Consider the following two queries from the AdventureWorks database. The where criteria is entirely on indexed columns. If you use OR criteria both tables get a full table scan on them. In the second scenario the criteria is split out over two queries that are unioned. In the second scenario both tables get index seeks. Can someone explain why SQL can't/won't optimize the first query to do an index seek?

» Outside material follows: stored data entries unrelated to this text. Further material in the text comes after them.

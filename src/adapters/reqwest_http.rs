//! Reqwest-based HTTP client adapter.

use async_trait::async_trait;
use std::time::Duration;

use crate::traits::{Headers, HttpClient, HttpError, Response};

/// Production [`HttpClient`] backed by `reqwest`.
#[derive(Debug, Clone)]
pub struct ReqwestHttpClient {
    client: reqwest::Client,
}

impl ReqwestHttpClient {
    pub fn new() -> Self {
        Self {
            client: reqwest::Client::new(),
        }
    }

    /// Client whose requests give up after `timeout`.
    pub fn with_timeout(timeout: Duration) -> Result<Self, HttpError> {
        let client = reqwest::Client::builder()
            .timeout(timeout)
            .build()
            .map_err(Self::convert_error)?;
        Ok(Self { client })
    }

    pub fn with_client(client: reqwest::Client) -> Self {
        Self { client }
    }

    fn convert_error(err: reqwest::Error) -> HttpError {
        if err.is_timeout() {
            HttpError::Timeout(err.to_string())
        } else if err.is_connect() {
            HttpError::ConnectionFailed(err.to_string())
        } else if err.is_builder() {
            HttpError::InvalidUrl(err.to_string())
        } else {
            HttpError::Other(err.to_string())
        }
    }

    fn convert_headers(headers: &reqwest::header::HeaderMap) -> Headers {
        headers
            .iter()
            .filter_map(|(name, value)| {
                value
                    .to_str()
                    .ok()
                    .map(|v| (name.to_string(), v.to_string()))
            })
            .collect()
    }

    fn apply_headers(
        builder: reqwest::RequestBuilder,
        headers: &Headers,
    ) -> reqwest::RequestBuilder {
        headers
            .iter()
            .fold(builder, |builder, (key, value)| builder.header(key, value))
    }
}

impl Default for ReqwestHttpClient {
    fn default() -> Self {
        Self::new()
    }
}

#[async_trait]
impl HttpClient for ReqwestHttpClient {
    async fn post(&self, url: &str, body: &str, headers: &Headers) -> Result<Response, HttpError> {
        let builder = self.client.post(url).body(body.to_string());
        let builder = Self::apply_headers(builder, headers);

        let response = builder.send().await.map_err(Self::convert_error)?;

        let status = response.status().as_u16();
        let response_headers = Self::convert_headers(response.headers());
        let body = response.bytes().await.map_err(Self::convert_error)?;

        Ok(Response::with_headers(status, response_headers, body))
    }
}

Are there ways to tell SQL to do a seek without rewriting as a UNION? (I've tried index hints with no success)
SELECT *
FROM [AdventureWorks2022].[Sales].[SalesOrderHeader] hdr
JOIN [AdventureWorks2022].[Sales].[SalesOrderDetail] dtl ON hdr.SalesOrderID = dtl.SalesOrderID
WHERE hdr.SalesOrderID = 43659 OR dtl.SalesOrderDetailID = 43659
----
SELECT *
FROM [AdventureWorks2022].[Sales].[SalesOrderHeader] hdr
JOIN [AdventureWorks2022].[Sales].[SalesOrderDetail] dtl ON hdr.SalesOrderID = dtl.SalesOrderID
WHERE hdr.SalesOrderID = 43659
UNION
SELECT *
FROM [AdventureWorks2022].[Sales].[SalesOrderHeader] hdr
JOIN [AdventureWorks2022].[Sales].[SalesOrderDetail] dtl ON hdr.SalesOrderID = dtl.SalesOrderID
WHERE dtl.SalesOrderDetailID = 43659
This answer by Paul White seems to explain it and confirms that SQL cannot come up with the UNION
plan with the OR
criteria.
This transform only applies to a single table, and does not apply to attribute-to-attribute comparisons.